Changes to Lewisburg's stormwater management ordinance include a requirement that the volume and velocity of water flowing from a newly-developed building and related structures be no greater than it had been before the new building was constructed.

There's a frequent complaint heard at planning commission public hearings from residents opposed to a new development: It will worsen flooding from stormwater. If not used much lately in Lewisburg because of the recession, it's a common refrain elsewhere when developers have increasingly replied that their project will actually reduce problems from stormwater, largely because of requirements such as those to be added to Lewisburg's ordinance.

TDEC's director of water pollution control issued his order to Lewisburg on June 23. City Attorney Bill Haywood has replied and the state requested more information.

Lewisburg hired St. John Engineering of Manchester to help city officials respond to the state order. The firm has composed about four more pages to the city's Stormwater Ordinance. The draft is 39 pages long. It's among the recent steps toward compliance with TDEC's order.

The draft was scheduled for consideration Tuesday night as the city's new stormwater ordinance. Ordinances and their amendments are enacted on three successful votes by the Council. A public hearing is anticipated at the next meeting of the Council. That's currently set for Oct. 13.

"We've had $20,000 in the budget for stormwater for the last several years," City Manager Eddie Fuller said last week as the Council's September meeting agenda was being prepared.

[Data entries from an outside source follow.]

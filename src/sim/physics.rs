//! Per-frame physics
//!
//! Fixed-step explicit Euler: every call advances exactly one display frame,
//! whatever the real elapsed time was.

use glam::Vec2;

use super::input::HeldKeys;
use super::state::{Ball, Player};
use crate::tuning::Tuning;

/// Which velocity components a wall bounce reversed
#[derive(Debug, Clone, Copy, Default, PartialEq, Eq)]
pub struct WallBounce {
    /// Hit the left or right edge
    pub x: bool,
    /// Hit the top or bottom edge
    pub y: bool,
}

impl WallBounce {
    pub fn any(&self) -> bool {
        self.x || self.y
    }
}

/// Move the player one step per held key and keep the square inside the field
pub fn move_player(player: &mut Player, keys: &HeldKeys, tuning: &Tuning) {
    let half = tuning.player_half();
    let field = &tuning.field;

    let next = player.pos + keys.direction() * tuning.player_speed;
    player.pos = Vec2::new(
        next.x.clamp(half, field.width - half),
        next.y.clamp(half, field.height - half),
    );
}

/// Advance the ball one step, then apply friction and snap residual drift to zero
pub fn integrate_ball(ball: &mut Ball, tuning: &Tuning) {
    ball.pos += ball.vel;
    ball.vel *= tuning.ball_friction;

    if ball.vel.x.abs() < tuning.ball_min_speed {
        ball.vel.x = 0.0;
    }
    if ball.vel.y.abs() < tuning.ball_min_speed {
        ball.vel.y = 0.0;
    }
}

/// Reflect the ball off any edge it reached, damping the reflected component.
///
/// All four edges behave the same here; the goal mouth is handled separately.
pub fn bounce_walls(ball: &mut Ball, tuning: &Tuning) -> WallBounce {
    let r = tuning.ball_radius();
    let field = &tuning.field;
    let mut bounce = WallBounce::default();

    if ball.pos.x <= r || ball.pos.x >= field.width - r {
        ball.vel.x *= -tuning.wall_restitution;
        ball.pos.x = ball.pos.x.clamp(r, field.width - r);
        bounce.x = true;
    }
    if ball.pos.y <= r || ball.pos.y >= field.height - r {
        ball.vel.y *= -tuning.wall_restitution;
        ball.pos.y = ball.pos.y.clamp(r, field.height - r);
        bounce.y = true;
    }

    bounce
}

/// Kick the ball if the player touches it.
///
/// The new velocity replaces the old one outright and points from the
/// player's centre through the ball's. Returns the new velocity on contact.
pub fn kick(ball: &mut Ball, player: &Player, tuning: &Tuning) -> Option<Vec2> {
    let delta = ball.pos - player.pos;
    if delta.length() >= tuning.contact_distance() {
        return None;
    }

    let angle = delta.y.atan2(delta.x);
    ball.vel = Vec2::new(angle.cos(), angle.sin()) * tuning.kick_power;
    Some(ball.vel)
}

TDEC enforces rules and regulations promulgated by the U.S. Environmental Protection Agency and the issues being addressed by the city now are a result of the Clean Water Act of 1972 when Congress decided to protect the waters of the nation from pollution. In the first decades of the law, sewage treatment plants came under the control of federal regulations enforced by state agencies. Here, TDEC issues National Pollution Discharge Elimination System (NPDES ) permits to utilities for control over effluent from such plants.

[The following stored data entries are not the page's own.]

//! Data-driven game balance
//!
//! Field geometry and physics coefficients. Defaults reproduce the reference
//! game; overrides are read from LocalStorage on the web build.

use serde::{Deserialize, Serialize};

use crate::consts::*;
use crate::sim::Field;

/// Physics and geometry knobs for one game
#[derive(Debug, Clone, PartialEq, Serialize, Deserialize)]
#[serde(default)]
pub struct Tuning {
    /// Field bounds and goal mouth
    pub field: Field,

    // === Bodies ===
    /// Side length of the player square
    pub player_size: f32,
    /// Ball diameter
    pub ball_size: f32,

    // === Physics (per frame) ===
    /// Player displacement per held key
    pub player_speed: f32,
    /// Ball velocity multiplier, must be in (0, 1)
    pub ball_friction: f32,
    /// Velocity components below this snap to zero
    pub ball_min_speed: f32,
    /// Bounce damping, must be in (0, 1)
    pub wall_restitution: f32,
    /// Ball speed after a kick
    pub kick_power: f32,
}

impl Default for Tuning {
    fn default() -> Self {
        Self {
            field: Field::default(),

            player_size: PLAYER_SIZE,
            ball_size: BALL_SIZE,

            player_speed: PLAYER_SPEED,
            ball_friction: BALL_FRICTION,
            ball_min_speed: BALL_MIN_SPEED,
            wall_restitution: WALL_RESTITUTION,
            kick_power: KICK_POWER,
        }
    }
}

impl Tuning {
    /// LocalStorage key
    #[cfg(target_arch = "wasm32")]
    const STORAGE_KEY: &'static str = "retro_soccer_tuning";

    /// Parse tuning from JSON. Missing fields take their defaults.
    pub fn from_json(json: &str) -> Result<Self, serde_json::Error> {
        serde_json::from_str::<Tuning>(json).map(Tuning::sanitized)
    }

    /// Half the player's extent (clamp margin)
    pub fn player_half(&self) -> f32 {
        self.player_size / 2.0
    }

    /// Ball radius (wall collision margin)
    pub fn ball_radius(&self) -> f32 {
        self.ball_size / 2.0
    }

    /// Centre distance below which player and ball touch
    pub fn contact_distance(&self) -> f32 {
        (self.player_size + self.ball_size) / 2.0
    }

    /// Replace out-of-range values with defaults so the physics invariants hold
    pub fn sanitized(mut self) -> Self {
        let defaults = Tuning::default();

        self.field.width = positive_or(self.field.width, defaults.field.width, "field.width");
        self.field.height = positive_or(self.field.height, defaults.field.height, "field.height");
        self.player_size = positive_or(self.player_size, defaults.player_size, "player_size");
        self.ball_size = positive_or(self.ball_size, defaults.ball_size, "ball_size");
        self.player_speed = positive_or(self.player_speed, defaults.player_speed, "player_speed");
        self.kick_power = positive_or(self.kick_power, defaults.kick_power, "kick_power");

        self.ball_friction =
            unit_or(self.ball_friction, defaults.ball_friction, "ball_friction");
        self.wall_restitution =
            unit_or(self.wall_restitution, defaults.wall_restitution, "wall_restitution");

        if self.ball_min_speed.is_nan() || self.ball_min_speed < 0.0 {
            log::warn!("ball_min_speed {} out of range, using default", self.ball_min_speed);
            self.ball_min_speed = defaults.ball_min_speed;
        }

        // Bodies must fit inside the field or the clamp ranges invert
        let min_side = self.field.width.min(self.field.height);
        if self.player_size > min_side || self.ball_size > min_side {
            log::warn!("bodies larger than field, using default sizes");
            self.player_size = defaults.player_size.min(min_side);
            self.ball_size = defaults.ball_size.min(min_side);
        }

        self.field.goal_width = self.field.goal_width.clamp(0.0, self.field.width);
        self.field.goal_height = self.field.goal_height.clamp(0.0, self.field.height);

        self
    }

    /// Load tuning from LocalStorage (WASM only)
    #[cfg(target_arch = "wasm32")]
    pub fn load() -> Self {
        let storage = web_sys::window()
            .and_then(|w| w.local_storage().ok())
            .flatten();

        if let Some(storage) = storage {
            if let Ok(Some(json)) = storage.get_item(Self::STORAGE_KEY) {
                match Self::from_json(&json) {
                    Ok(tuning) => {
                        log::info!("Loaded tuning from LocalStorage");
                        return tuning;
                    }
                    Err(e) => log::warn!("Ignoring stored tuning: {}", e),
                }
            }
        }

        log::info!("Using default tuning");
        Self::default()
    }

    /// Native stub
    #[cfg(not(target_arch = "wasm32"))]
    pub fn load() -> Self {
        Self::default()
    }
}

fn positive_or(value: f32, default: f32, name: &str) -> f32 {
    if value.is_finite() && value > 0.0 {
        value
    } else {
        log::warn!("{} = {} out of range, using default", name, value);
        default
    }
}

fn unit_or(value: f32, default: f32, name: &str) -> f32 {
    if value > 0.0 && value < 1.0 {
        value
    } else {
        log::warn!("{} = {} not in (0, 1), using default", name, value);
        default
    }
}

#[cfg(test)]
mod tests {
    use super::*;

    #[test]
    fn test_defaults_match_reference() {
        let t = Tuning::default();
        assert_eq!(t.field.width, 400.0);
        assert_eq!(t.field.height, 600.0);
        assert_eq!(t.player_half(), 10.0);
        assert_eq!(t.ball_radius(), 5.0);
        assert_eq!(t.contact_distance(), 15.0);
    }

    #[test]
    fn test_partial_json_keeps_defaults() {
        let t = Tuning::from_json(r#"{ "kick_power": 12.0 }"#).unwrap();
        assert_eq!(t.kick_power, 12.0);
        assert_eq!(t.ball_friction, BALL_FRICTION);
        assert_eq!(t.field, Field::default());
    }

    #[test]
    fn test_bad_json_is_an_error() {
        assert!(Tuning::from_json("{ kick_power: }").is_err());
    }

    #[test]
    fn test_sanitize_rejects_non_damping_coefficients() {
        let t = Tuning {
            ball_friction: 1.0,
            wall_restitution: -0.5,
            ..Default::default()
        }
        .sanitized();
        assert_eq!(t.ball_friction, BALL_FRICTION);
        assert_eq!(t.wall_restitution, WALL_RESTITUTION);
    }

    #[test]
    fn test_sanitize_fits_goal_inside_field() {
        let mut t = Tuning::default();
        t.field.goal_width = 1000.0;
        t.field.goal_height = -3.0;
        let t = t.sanitized();
        assert_eq!(t.field.goal_width, t.field.width);
        assert_eq!(t.field.goal_height, 0.0);
    }
}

Litigation to clarify congressional intent, and to make EPA enforce the law, preceded enforcement of some parts of the Clean Water Act. In the 1990s, municipalities and their engineers were becoming more aware of their responsibility to have systems in place that clean stormwater before it flows into streams, creeks, rivers and lakes. This new responsibility leads to an NPDES permit for stormwater discharges and is to prevent sediment from being carried by stormwater draining from a construction site.

"Fugitive sediment that has escaped the construction site and has collected in streets must be removed so that it is not subsequently washed into storm sewers and streams by the next rain..." according to a proposed section of Lewisburg's stormwater ordinance.

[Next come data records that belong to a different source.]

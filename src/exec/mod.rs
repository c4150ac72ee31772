// src/exec/mod.rs

//! Process execution layer.
//!
//! This module is responsible for spawning external commands with
//! `tokio::process::Command` and handling their standard streams.
//!
//! - [`command`] holds the immutable [`CommandSpec`] and its builder.
//! - [`process`] owns [`AsyncProcess`]: start, wait, output modes, buffers.
//! - [`stdio`] contains the drain tasks that route a child's stdout/stderr.
//! - [`interrupt`] forwards host interrupts to a single child.
//! - [`run`] has one-shot helpers built on [`AsyncProcess`].

pub mod command;
pub mod interrupt;
pub mod process;
pub mod run;
pub mod stdio;

pub use command::{CommandSpec, CommandSpecBuilder, EnvBase};
pub use process::{AsyncProcess, CaptureBuffers, CaptureOptions, OutputMode};
pub use run::{run_logged, run_output, run_quiet};
pub use stdio::{CaptureBuffer, LineHook, LineSplitter};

Lewisburg's responsibilities for storm water management were "triggered by the 2000 census that shows the city has more than 10,000 people," the city manager explained last week.

"2003 is when Lewisburg started this," Fuller said.

"If you disturb more than one acre (for a construction project) you're required to get state and city stormwater permits," Fuller said. "Permits are also needed if a property owner wants to fill a lot," he said.

Lewisburg's Stormwater Department is located in the historic Ladies Restroom building on North First Avenue between the Sheriff's Department and Lewisburg's public square.